Wednesday 16 February 2022 - Wednesday 23 March 2022

+44 (0)20 7942 2000

Join us as we explore the changing face of the Caribbean through the eyes of its artists. We will start our journey in the post-independence period in the 1960s and, using the V&A’s collections for inspiration, we will broker a dialogue between curators and artists from the UK and the Caribbean. Our six-week survey will investigate the work of Caribbean artists within the V&A collection, including Aubrey Williams, Sir Frank Bowling, Winston Branch, Peter Minshall, and Althea McNish, alongside other key figures such as Richard Rawlins, Sheena Rose, Barrington Watson, Christopher Cozier and Jasmine Thomas-Girvan.
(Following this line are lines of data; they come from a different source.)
use std::net::SocketAddr;
use std::sync::Arc;
use std::time::Duration;

use axum::http::header::{AUTHORIZATION, CONTENT_TYPE};
use axum::http::{HeaderName, Method, StatusCode};
use axum::Router;
use tower_http::catch_panic::CatchPanicLayer;
use tower_http::cors::CorsLayer;
use tower_http::request_id::{MakeRequestUuid, PropagateRequestIdLayer, SetRequestIdLayer};
use tower_http::services::ServeDir;
use tower_http::timeout::TimeoutLayer;
use tower_http::trace::{DefaultMakeSpan, DefaultOnResponse, TraceLayer};
use tracing::Level;
use tracing_subscriber::{layer::SubscriberExt, util::SubscriberInitExt};

use taverna_api::config::ServerConfig;
use taverna_api::{feed, routes, state, ws};

use state::AppState;

#[tokio::main]
async fn main() {
    dotenvy::dotenv().ok();

    // --- Tracing ---
    tracing_subscriber::registry()
        .with(
            tracing_subscriber::EnvFilter::try_from_default_env()
                .unwrap_or_else(|_| "taverna_api=debug,tower_http=debug".into()),
        )
        .with(tracing_subscriber::fmt::layer())
        .init();

    // --- Configuration ---
    let config = ServerConfig::from_env();
    tracing::info!(host = %config.host, port = %config.port, "Loaded server configuration");

    // --- Database ---
    let database_url = std::env::var("DATABASE_URL").expect("DATABASE_URL must be set");

    let pool = taverna_db::create_pool(&database_url)
        .await
        .expect("Failed to connect to database");
    tracing::info!("Database connection pool created");

    taverna_db::health_check(&pool)
        .await
        .expect("Database health check failed");
    tracing::info!("Database health check passed");

    taverna_db::run_migrations(&pool)
        .await
        .expect("Failed to run database migrations");
    tracing::info!("Database migrations applied");

    // --- CORS ---
    let cors = build_cors_layer(&config);

    // --- WebSocket manager ---
    let ws_manager = Arc::new(ws::WsManager::new());

    // --- Heartbeat ---
    let heartbeat_handle = ws::start_heartbeat(Arc::clone(&ws_manager));

    // --- Event bus ---
    let event_bus = Arc::new(taverna_events::EventBus::default());
    tracing::info!("Event bus created");

    // Spawn the vote feed router (fans gallery events out to subscribed
    // WebSocket connections).
    let feed_router = feed::VoteFeedRouter::new(Arc::clone(&ws_manager));
    let feed_handle = tokio::spawn(feed_router.run(event_bus.subscribe()));
    tracing::info!("Vote feed router started");

    // --- Media directory ---
    tokio::fs::create_dir_all(&config.media_dir)
        .await
        .expect("Failed to create media directory");

    // --- App state ---
    let state = AppState {
        pool,
        config: Arc::new(config.clone()),
        ws_manager: Arc::clone(&ws_manager),
        event_bus: Arc::clone(&event_bus),
    };

    // --- Request ID header name ---
    let request_id_header = HeaderName::from_static("x-request-id");

    // --- Router ---
    let app = Router::new()
        // Health check at root level (not under /api/v1).
        .merge(routes::health::router())
        // API v1 routes.
        .nest("/api/v1", routes::api_routes())
        // Uploaded character images.
        .nest_service("/media", ServeDir::new(&config.media_dir))
        // -- Middleware stack (applied bottom-up) --
        // Panic recovery: catch panics and return 500 JSON.
        .layer(CatchPanicLayer::new())
        // Request timeout.
        .layer(TimeoutLayer::with_status_code(
            StatusCode::REQUEST_TIMEOUT,
            Duration::from_secs(config.request_timeout_secs),
        ))
        // Propagate request ID to response.
        .layer(PropagateRequestIdLayer::new(request_id_header.clone()))
        // Structured request/response tracing.
        .layer(
            TraceLayer::new_for_http()
                .make_span_with(DefaultMakeSpan::new().level(Level::INFO))
                .on_response(DefaultOnResponse::new().level(Level::INFO)),
        )
        // Set request ID on incoming requests.
        .layer(SetRequestIdLayer::new(request_id_header, MakeRequestUuid))
        // CORS.
        .layer(cors)
        // Shared state.
        .with_state(state);

    // --- Start server ---
    let addr = SocketAddr::new(
        config.host.parse().expect("Invalid HOST address"),
        config.port,
    );
    tracing::info!(%addr, "Starting server");

    let listener = tokio::net::TcpListener::bind(addr)
        .await
        .expect("Failed to bind to address");

    axum::serve(listener, app)
        .with_graceful_shutdown(shutdown_signal())
        .await
        .expect("Server error");

    // --- Post-shutdown cleanup ---
    tracing::info!("Server stopped accepting connections, cleaning up");

    // Drop the event bus sender to close the broadcast channel. This
    // signals the feed router to shut down.
    drop(event_bus);
    let _ = tokio::time::timeout(Duration::from_secs(5), feed_handle).await;
    tracing::info!("Vote feed router shut down");

    let ws_count = ws_manager.connection_count().await;
    tracing::info!(ws_count, "Closing remaining WebSocket connections");
    ws_manager.shutdown_all().await;

    heartbeat_handle.abort();
    tracing::info!("Heartbeat task stopped");

    tracing::info!("Graceful shutdown complete");
}

/// Wait for a termination signal to initiate graceful shutdown.
///
/// Handles both SIGINT (Ctrl-C) and SIGTERM (on Unix) so the server
/// shuts down cleanly whether stopped interactively or by a process
/// manager (e.g. systemd, Docker, Kubernetes).
async fn shutdown_signal() {
    let ctrl_c = async {
        tokio::signal::ctrl_c()
            .await
            .expect("Failed to install Ctrl-C handler");
    };

    #[cfg(unix)]
    let terminate = async {
        tokio::signal::unix::signal(tokio::signal::unix::SignalKind::terminate())
            .expect("Failed to install SIGTERM handler")
            .recv()
            .await;
    };

    #[cfg(not(unix))]
    let terminate = std::future::pending::<()>();

    tokio::select! {
        () = ctrl_c => {
            tracing::info!("Received SIGINT (Ctrl-C), starting graceful shutdown");
        }
        () = terminate => {
            tracing::info!("Received SIGTERM, starting graceful shutdown");
        }
    }
}

/// Build the CORS middleware layer from server configuration.
///
/// Panics at startup if any configured origin is invalid, which is the
/// desired behaviour -- we want misconfiguration to fail fast.
fn build_cors_layer(config: &ServerConfig) -> CorsLayer {
    let origins: Vec<_> = config
        .cors_origins
        .iter()
        .map(|o| {
            o.parse()
                .unwrap_or_else(|e| panic!("Invalid CORS origin '{o}': {e}"))
        })
        .collect();

    CorsLayer::new()
        .allow_origin(origins)
        .allow_methods([
            Method::GET,
            Method::POST,
            Method::PUT,
            Method::DELETE,
            Method::PATCH,
        ])
        .allow_headers([CONTENT_TYPE, AUTHORIZATION])
        .allow_credentials(true)
        .max_age(Duration::from_secs(3600))
}
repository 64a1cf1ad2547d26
//! WebSocket infrastructure for the live vote change feed.
//!
//! Provides connection and subscription management, heartbeat monitoring,
//! and the HTTP upgrade handler used by Axum routes.

mod handler;
mod heartbeat;
pub mod manager;

pub use handler::ws_handler;
pub use heartbeat::start_heartbeat;
pub use manager::WsManager;
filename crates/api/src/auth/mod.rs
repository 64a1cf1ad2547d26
//! Authentication primitives.
//!
//! - [`password`] -- Argon2id password hashing and verification.
//! - [`jwt`] -- JWT access-token generation, validation, and refresh-token helpers.

pub mod jwt;
pub mod password;
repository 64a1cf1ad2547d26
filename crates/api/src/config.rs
use std::path::PathBuf;

use crate::auth::jwt::JwtConfig;

/// Server configuration loaded from environment variables.
///
/// All fields except the JWT secret have sensible defaults suitable for
/// local development. In production, override via environment variables.
#[derive(Debug, Clone)]
pub struct ServerConfig {
    /// Bind address (default: `0.0.0.0`).
    pub host: String,
    /// Bind port (default: `3000`).
    pub port: u16,
    /// Allowed CORS origins, parsed from comma-separated `CORS_ORIGINS` env var.
    pub cors_origins: Vec<String>,
    /// HTTP request timeout in seconds (default: `30`).
    pub request_timeout_secs: u64,
    /// Directory where uploaded character images are stored and served from.
    pub media_dir: PathBuf,
    /// JWT token configuration (secret, expiry durations).
    pub jwt: JwtConfig,
}

impl ServerConfig {
    /// Load configuration from environment variables with defaults.
    ///
    /// | Env Var                | Default                    |
    /// |------------------------|----------------------------|
    /// | `HOST`                 | `0.0.0.0`                  |
    /// | `PORT`                 | `3000`                     |
    /// | `CORS_ORIGINS`         | `http://localhost:5173`    |
    /// | `REQUEST_TIMEOUT_SECS` | `30`                       |
    /// | `MEDIA_DIR`            | `./media`                  |
    pub fn from_env() -> Self {
        let host = std::env::var("HOST").unwrap_or_else(|_| "0.0.0.0".into());

        let port: u16 = std::env::var("PORT")
            .unwrap_or_else(|_| "3000".into())
            .parse()
            .expect("PORT must be a valid u16");

        let cors_origins: Vec<String> = std::env::var("CORS_ORIGINS")
            .unwrap_or_else(|_| "http://localhost:5173".into())
            .split(',')
            .map(|s| s.trim().to_string())
            .filter(|s| !s.is_empty())
            .collect();

        let request_timeout_secs: u64 = std::env::var("REQUEST_TIMEOUT_SECS")
            .unwrap_or_else(|_| "30".into())
            .parse()
            .expect("REQUEST_TIMEOUT_SECS must be a valid u64");

        let media_dir =
            PathBuf::from(std::env::var("MEDIA_DIR").unwrap_or_else(|_| "./media".into()));

        let jwt = JwtConfig::from_env();

        Self {
            host,
            port,
            cors_origins,
            request_timeout_secs,
            media_dir,
            jwt,
        }
    }
}
//! Taverna API server library.
//!
//! Exposes the core building blocks (config, state, error handling, routes,
//! WebSocket infrastructure) so integration tests and the binary entrypoint
//! can both access them.

pub mod auth;
pub mod config;
pub mod error;
pub mod feed;
pub mod handlers;
pub mod middleware;
pub mod routes;
pub mod state;
pub mod ws;
//! Integration tests for the health check endpoint and general HTTP behaviour.

mod common;

use axum::body::Body;
use axum::http::{Method, Request, StatusCode};
use common::{body_json, get};
use sqlx::PgPool;
use tower::ServiceExt;

// ---------------------------------------------------------------------------
// Test: GET /health returns 200 with expected JSON fields
// ---------------------------------------------------------------------------

#[sqlx::test(migrations = "../db/migrations")]
async fn health_check_returns_ok_with_json(pool: PgPool) {
    let app = common::build_test_app(pool);
    let response = get(app, "/health").await;

    assert_eq!(response.status(), StatusCode::OK);

    let json = body_json(response).await;

    // The response must contain "status", "version", and "db_healthy" fields.
    assert_eq!(json["status"], "ok");
    assert!(json["version"].is_string());
    assert_eq!(json["db_healthy"], true);
}

// ---------------------------------------------------------------------------
// Test: Unknown route returns 404
// ---------------------------------------------------------------------------

#[sqlx::test(migrations = "../db/migrations")]
async fn unknown_route_returns_404(pool: PgPool) {
    let app = common::build_test_app(pool);
    let response = get(app, "/this-route-does-not-exist").await;

    assert_eq!(response.status(), StatusCode::NOT_FOUND);
}

// ---------------------------------------------------------------------------
// Test: x-request-id header is present in response
// ---------------------------------------------------------------------------

#[sqlx::test(migrations = "../db/migrations")]
async fn response_contains_x_request_id_header(pool: PgPool) {
    let app = common::build_test_app(pool);
    let response = get(app, "/health").await;

    assert_eq!(response.status(), StatusCode::OK);

    let request_id = response.headers().get("x-request-id");
    assert!(
        request_id.is_some(),
        "Response must contain an x-request-id header"
    );

    // The value should be a valid UUID (36 chars with hyphens).
    let id_str = request_id.unwrap().to_str().unwrap();
    assert_eq!(id_str.len(), 36, "x-request-id should be a UUID string");
}

// ---------------------------------------------------------------------------
// Test: CORS preflight OPTIONS request returns correct headers
// ---------------------------------------------------------------------------

#[sqlx::test(migrations = "../db/migrations")]
async fn cors_preflight_returns_correct_headers(pool: PgPool) {
    let app = common::build_test_app(pool);

    // CORS preflight requires custom headers, so we build the request manually.
    let request = Request::builder()
        .method(Method::OPTIONS)
        .uri("/api/v1/characters")
        .header("Origin", "http://localhost:5173")
        .header("Access-Control-Request-Method", "GET")
        .header("Access-Control-Request-Headers", "content-type")
        .body(Body::empty())
        .unwrap();

    let response = app.oneshot(request).await.unwrap();

    // CORS preflight should return 200.
    assert_eq!(response.status(), StatusCode::OK);

    let headers = response.headers();

    // Access-Control-Allow-Origin must match the request origin.
    let allow_origin = headers
        .get("access-control-allow-origin")
        .expect("Missing Access-Control-Allow-Origin header")
        .to_str()
        .unwrap();
    assert_eq!(allow_origin, "http://localhost:5173");

    // Access-Control-Allow-Methods must include GET.
    let allow_methods = headers
        .get("access-control-allow-methods")
        .expect("Missing Access-Control-Allow-Methods header")
        .to_str()
        .unwrap();
    assert!(
        allow_methods.contains("GET"),
        "Allow-Methods should contain GET, got: {allow_methods}"
    );
}
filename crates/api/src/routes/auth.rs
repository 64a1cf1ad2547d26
//! Route definitions for the `/auth` resource.

use axum::routing::post;
use axum::Router;

use crate::handlers::auth;
use crate::state::AppState;

/// Routes mounted at `/auth`.
///
/// ```text
/// POST /register -> register
/// POST /login    -> login
/// POST /refresh  -> refresh
/// POST /logout   -> logout (requires auth)
/// ```
pub fn router() -> Router<AppState> {
    Router::new()
        .route("/register", post(auth::register))
        .route("/login", post(auth::login))
        .route("/refresh", post(auth::refresh))
        .route("/logout", post(auth::logout))
}
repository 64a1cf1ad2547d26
//! Admin-only endpoints. All handlers here take the `RequireAdmin`
//! extractor, so a non-admin token is rejected before the handler body
//! runs.

use axum::extract::{Path, State};
use axum::http::StatusCode;
use axum::Json;
use serde::Serialize;
use taverna_core::error::CoreError;
use taverna_core::types::DbId;
use taverna_db::models::character::{CharacterWithOwner, RpgSystemCount};
use taverna_db::repositories::{CharacterRepo, UserRepo, VoteRepo};
use taverna_events::GalleryEvent;

use crate::error::{AppError, AppResult};
use crate::middleware::rbac::RequireAdmin;
use crate::state::AppState;

/// Gallery-wide counters for the admin dashboard.
#[derive(Debug, Serialize)]
pub struct GalleryStats {
    pub total_users: i64,
    pub total_characters: i64,
    pub total_votes: i64,
    pub characters_by_system: Vec<RpgSystemCount>,
}

/// GET /api/v1/admin/stats
pub async fn stats(
    State(state): State<AppState>,
    RequireAdmin(_): RequireAdmin,
) -> AppResult<Json<GalleryStats>> {
    let total_users = UserRepo::count(&state.pool).await?;
    let total_characters = CharacterRepo::count(&state.pool).await?;
    let total_votes = VoteRepo::count(&state.pool).await?;
    let characters_by_system = CharacterRepo::count_by_system(&state.pool).await?;

    Ok(Json(GalleryStats {
        total_users,
        total_characters,
        total_votes,
        characters_by_system,
    }))
}

/// GET /api/v1/admin/characters
///
/// Moderation listing: every character with its owner's username.
pub async fn list_characters(
    State(state): State<AppState>,
    RequireAdmin(_): RequireAdmin,
) -> AppResult<Json<Vec<CharacterWithOwner>>> {
    let characters = CharacterRepo::list_with_owner(&state.pool).await?;
    Ok(Json(characters))
}

/// DELETE /api/v1/admin/characters/{id}
///
/// Remove any character regardless of owner. Votes and friendships
/// cascade; subscribers get a deletion event.
pub async fn delete_character(
    State(state): State<AppState>,
    Path(id): Path<DbId>,
    RequireAdmin(admin): RequireAdmin,
) -> AppResult<StatusCode> {
    let deleted = CharacterRepo::delete(&state.pool, id).await?;
    if !deleted {
        return Err(AppError::Core(CoreError::NotFound {
            entity: "Character",
            id,
        }));
    }

    state
        .event_bus
        .publish(GalleryEvent::character_deleted(id, admin.user_id));
    Ok(StatusCode::NO_CONTENT)
}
Visual artists who practise in the Caribbean often grapple with an intractable dichotomy – should they engage with the undeniable natural beauty of the region, or turn away to face the thornier issues of evolving identities in a post-colonial space?

Background Image: 'Jab Jab', colour screenprint on paper by John Lyons (detail), 1988.
Image 1: 'Ju-Ju Bird', colour silkscreen by Winston Branch (detail), Great Britain, 1976.
Image 2: 'Bysmelltoxic', acrylic on paper by Sir Frank Bowling, 1987.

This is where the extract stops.